Rape and sexual assault figures have persistently climbed since 2015. There are endless media discussions around consent and women’s safety but we are not feeling safer. Most of the depraved young men who were found guilty of a gang rape of a 17-year old girl in Offaly pleaded their innocence. They didn’t seem to think they had done anything wrong. That was perhaps the most terrifying insight from the trial.
And we are paying through the nose for the privilege of living in a country that seems to be slowly unravelling. The national debt is an eye-watering €240 billion – almost €50,000 for every man, woman and child, or €68,500 for each taxpayer.
Bailing out the banks added €68 billion to the national debt in 2008, adopting the most cautious approach possible to Covid slapped another €33 billion to the running total, and we’re told that supporting Ukrainian refugees will mean spending another €3 billion.
Yet now families, some of whom are becoming increasingly desperate, are being told by Heather Humphries that there is no magic money tree.
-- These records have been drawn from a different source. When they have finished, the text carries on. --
//! Utility functions and traits for `DoubleHashMap`

use crate::DoubleHashMap;

/// Extension trait providing additional utility methods on the table
pub trait TableExtensions {
    /// Returns the keys of the table as a Vec
    fn keys(&self) -> Vec<String>;

    /// Returns the values of the table as a Vec
    fn values(&self) -> Vec<String>;

    /// Returns true if the table contains the given key
    fn contains_key(&self, key: &str) -> bool;
}

impl TableExtensions for DoubleHashMap {
    fn keys(&self) -> Vec<String> {
        self.iter().map(|(key, _)| key.to_string()).collect()
    }

    fn values(&self) -> Vec<String> {
        self.iter().map(|(_, value)| value.to_string()).collect()
    }

    fn contains_key(&self, key: &str) -> bool {
        self.get(key).is_some()
    }
}

/// Creates a `DoubleHashMap` from an iterator of key-value pairs
#[allow(dead_code)]
pub fn from_iter<I>(iter: I) -> DoubleHashMap
where
    I: IntoIterator<Item = (String, String)>,
{
    let mut map = DoubleHashMap::new();

    for (key, value) in iter {
        map.insert(key, value);
    }

    map
}

#[cfg(test)]
mod tests {
    use super::*;
    use crate::DoubleHashMap;

    #[test]
    fn test_from_iter() {
        let data = vec![
            ("a".to_string(), "1".to_string()),
            ("b".to_string(), "2".to_string()),
            ("c".to_string(), "3".to_string()),
        ];

        let map = from_iter(data);

        assert_eq!(map.get("a"), Some("1"));
        assert_eq!(map.get("b"), Some("2"));
        assert_eq!(map.get("c"), Some("3"));
        assert_eq!(map.len(), 3);
    }

    #[test]
    fn test_keys_and_values() {
        let mut map = DoubleHashMap::new();
        map.insert("a".to_string(), "1".to_string());
        map.insert("b".to_string(), "2".to_string());
        map.insert("c".to_string(), "3".to_string());

        let mut keys = map.keys();
        keys.sort(); // Sort for predictable comparison

        let mut values = map.values();
        values.sort_unstable();

        assert_eq!(keys, vec!["a".to_string(), "b".to_string(), "c".to_string()]);
        assert_eq!(values, vec!["1".to_string(), "2".to_string(), "3".to_string()]);
    }

    #[test]
    fn test_contains_key() {
        let mut map = DoubleHashMap::new();
        map.insert("a".to_string(), "1".to_string());

        assert!(map.contains_key("a"));
        assert!(!map.contains_key("b"));
    }
}
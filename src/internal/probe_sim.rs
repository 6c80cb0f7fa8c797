#![allow(clippy::missing_docs_in_private_items)]
#![allow(clippy::arithmetic_side_effects)]
#![allow(clippy::indexing_slicing)]
#![allow(clippy::pedantic)]
#![allow(warnings)]

use doublehash::prime::next_prime;
use plotters::prelude::*;
use rand::distr::Alphanumeric;
use rand::Rng;

// Slot counts are prime, as in the library table
const BASE_TABLE_SIZE: usize = 1_000_000;
// Create load factors from 0.1 to 0.95 with 10 steps
const NUM_LOAD_FACTORS: usize = 10;

// Probing strategies to compare
const METHODS: [&str; 2] = ["Linear Probing", "Double Hashing"];
const MAX_PROBES: usize = 500; // Prevent infinite loops near full tables

// The polynomial hash factors the library table uses
const FACTOR_ONE: u128 = 151;
const FACTOR_TWO: u128 = 163;

// Horner-style polynomial hash over the key bytes, reduced mod the table size
fn polynomial_hash(key: &str, factor: u128, buckets: usize) -> usize {
    let modulus = buckets as u128;
    let mut acc: u128 = 0;
    for byte in key.bytes() {
        acc = (acc * factor + u128::from(byte)) % modulus;
    }
    acc as usize
}

// Linear probing: fixed step of one slot per attempt
fn linear_probing(table: &mut Vec<Option<String>>, key: String) -> usize {
    let size = table.len();
    let mut index = polynomial_hash(&key, FACTOR_ONE, size);
    let mut probes = 1; // Start with first probe attempt

    while table[index].is_some() && probes < MAX_PROBES {
        index = (index + 1) % size;
        probes += 1;
    }

    if table[index].is_none() {
        table[index] = Some(key);
    }

    probes
}

// Double hashing: the second hash picks a per-key step in 1..size
fn double_hashing(table: &mut Vec<Option<String>>, key: String) -> usize {
    let size = table.len();
    let mut index = polynomial_hash(&key, FACTOR_ONE, size);
    let step = polynomial_hash(&key, FACTOR_TWO, size) % (size - 1) + 1;
    let mut probes = 1; // Start with first probe attempt

    while table[index].is_some() && probes < MAX_PROBES {
        index = (index + step) % size;
        probes += 1;
    }

    if table[index].is_none() {
        table[index] = Some(key);
    }

    probes
}

fn random_key(rng: &mut impl Rng) -> String {
    (0..12).map(|_| rng.sample(Alphanumeric) as char).collect()
}

fn main() -> Result<(), Box<dyn std::error::Error>> {
    let table_size = next_prime(BASE_TABLE_SIZE);

    // Generate load factors from 0.1 to 0.95
    let load_factors: Vec<f64> = (0..NUM_LOAD_FACTORS)
        .map(|i| 0.1 + (0.95 - 0.1) * (i as f64) / ((NUM_LOAD_FACTORS - 1) as f64))
        .collect();

    // Calculate number of keys for each load factor
    let num_keys: Vec<usize> =
        load_factors.iter().map(|&load| (table_size as f64 * load) as usize).collect();

    println!("Table size: {} (prime)", table_size);
    println!("Load factors: {:?}", load_factors);
    println!("Number of keys: {:?}", num_keys);

    // Results storage
    let mut average_probes: Vec<Vec<f64>> = vec![Vec::new(); METHODS.len()];
    let mut worst_case_probes: Vec<Vec<usize>> = vec![Vec::new(); METHODS.len()];

    // Generate random keys outside the loop to ensure fair comparison
    let mut rng = rand::rng();
    let max_keys_needed = *num_keys.iter().max().unwrap();
    let keys: Vec<String> = (0..max_keys_needed).map(|_| random_key(&mut rng)).collect();

    // Running experiments
    for &n_keys in &num_keys {
        println!("Testing with {} keys", n_keys);

        for (method_idx, &method) in METHODS.iter().enumerate() {
            let mut table: Vec<Option<String>> = vec![None; table_size];
            let mut probes_list: Vec<usize> = Vec::with_capacity(n_keys);

            for key in keys.iter().take(n_keys).cloned() {
                let probes = match method {
                    "Linear Probing" => linear_probing(&mut table, key),
                    "Double Hashing" => double_hashing(&mut table, key),
                    _ => panic!("Unknown method"),
                };
                probes_list.push(probes);
            }

            // Calculate statistics
            let avg_probes = probes_list.iter().sum::<usize>() as f64 / probes_list.len() as f64;
            let worst_case = *probes_list.iter().max().unwrap_or(&0);

            average_probes[method_idx].push(avg_probes);
            worst_case_probes[method_idx].push(worst_case);

            println!("  {}: Avg probes = {:.2}, Worst = {}", method, avg_probes, worst_case);
        }
    }

    // Plot configuration
    let font_family = "sans-serif";
    let colors = [
        RGBColor(220, 50, 50), // Bright red
        RGBColor(50, 90, 220), // Bright blue
    ];
    let line_width = 2;
    let marker_size = 4;
    let text_size = 16;
    let title_size = 35;

    // Create custom x-axis labels
    let x_labels: Vec<String> = num_keys.iter().map(|&n| n.to_string()).collect();

    // Plot 1: Average probes per insert
    let root = BitMapBackend::new("average_probes.png", (1200, 800)).into_drawing_area();
    root.fill(&WHITE)?;

    let max_avg = average_probes
        .iter()
        .flat_map(|v| v.iter())
        .fold(0.0, |max, &x| if x > max { x } else { max }) *
        1.1; // Add 10% margin

    let mut chart = ChartBuilder::on(&root)
        .caption("Average Probes per Insert", (font_family, title_size))
        .margin(15)
        .x_label_area_size(60)
        .y_label_area_size(60)
        .build_cartesian_2d(0..(num_keys.len() - 1), 0.0..max_avg)?;

    chart
        .configure_mesh()
        .x_labels(num_keys.len() - 1)
        .x_label_formatter(&|x| {
            if *x < x_labels.len() { x_labels[*x].clone() } else { "".to_string() }
        })
        .x_desc("Number of Keys Inserted")
        .y_desc("Average Probes per Insert")
        .axis_desc_style((font_family, text_size))
        .draw()?;

    // Add a vertical line at the growth threshold the library table uses (70%)
    let growth_idx = num_keys.len() * 7 / 10;
    if growth_idx < num_keys.len() - 1 {
        let reference_style = ShapeStyle::from(&BLACK.mix(0.3)).stroke_width(1);
        chart
            .draw_series(LineSeries::new(
                vec![(growth_idx, 0.0), (growth_idx, max_avg)],
                reference_style,
            ))?
            .label("70% Load Factor")
            .legend(move |(x, y)| PathElement::new(vec![(x, y), (x + 20, y)], reference_style));
    }

    for (method_idx, &method) in METHODS.iter().enumerate() {
        let color = &colors[method_idx % colors.len()];
        let line_style = ShapeStyle::from(color).stroke_width(line_width);

        chart
            .draw_series(LineSeries::new(
                (0..num_keys.len() - 1).map(|i| (i, average_probes[method_idx][i])),
                line_style,
            ))?
            .label(method)
            .legend(move |(x, y)| PathElement::new(vec![(x, y), (x + 20, y)], line_style));

        chart.draw_series(
            (0..num_keys.len() - 1)
                .map(|i| Circle::new((i, average_probes[method_idx][i]), marker_size, color.filled())),
        )?;
    }

    chart
        .configure_series_labels()
        .background_style(&WHITE.mix(0.8))
        .border_style(&BLACK)
        .position(SeriesLabelPosition::UpperLeft)
        .draw()?;

    // Plot 2: Worst-case probes
    let root = BitMapBackend::new("worst_case_probes.png", (1200, 800)).into_drawing_area();
    root.fill(&WHITE)?;

    let max_worst = worst_case_probes
        .iter()
        .flat_map(|v| v.iter())
        .fold(0, |max, &x| if x > max { x } else { max }) as f64 *
        1.1; // Add 10% margin

    let mut chart = ChartBuilder::on(&root)
        .caption("Worst-Case Probes per Insert", (font_family, title_size))
        .margin(15)
        .x_label_area_size(60)
        .y_label_area_size(60)
        .build_cartesian_2d(0..(num_keys.len() - 1), 0.0..max_worst)?;

    chart
        .configure_mesh()
        .x_labels(num_keys.len() - 1)
        .x_label_formatter(&|x| {
            if *x < x_labels.len() { x_labels[*x].clone() } else { "".to_string() }
        })
        .x_desc("Number of Keys Inserted")
        .y_desc("Worst-Case Probe Count")
        .axis_desc_style((font_family, text_size))
        .draw()?;

    for (method_idx, &method) in METHODS.iter().enumerate() {
        let color = &colors[method_idx % colors.len()];
        let line_style = ShapeStyle::from(color).stroke_width(line_width);

        chart
            .draw_series(LineSeries::new(
                (0..num_keys.len() - 1).map(|i| (i, worst_case_probes[method_idx][i] as f64)),
                line_style,
            ))?
            .label(method)
            .legend(move |(x, y)| PathElement::new(vec![(x, y), (x + 20, y)], line_style));

        chart.draw_series((0..num_keys.len() - 1).map(|i| {
            Circle::new((i, worst_case_probes[method_idx][i] as f64), marker_size, color.filled())
        }))?;
    }

    chart
        .configure_series_labels()
        .background_style(&WHITE.mix(0.8))
        .border_style(&BLACK)
        .position(SeriesLabelPosition::UpperLeft)
        .draw()?;

    println!("Generated plot images: average_probes.png, worst_case_probes.png");

    Ok(())
}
Suddenly, fiscal rectitude is the new mantra.
Its as if no-one is really in charge – at least not thinking adults who might make a plan beyond the next election
There’s a sense, too, that things might even get worse. This week on RTÉ, one presenter warned that a “winter of discontent” might lie ahead as workers understandably threaten strike when faced with a pay rise of 2% while a loaf of bread is up 20%.
At this point, it would seem unsurprising if the government told us to eat cake instead.
The country feels like it is falling apart at the seams. At this point the real question is who will fix it? Neither the government nor opposition would give cause for optimism. Perhaps the answer lies with the people.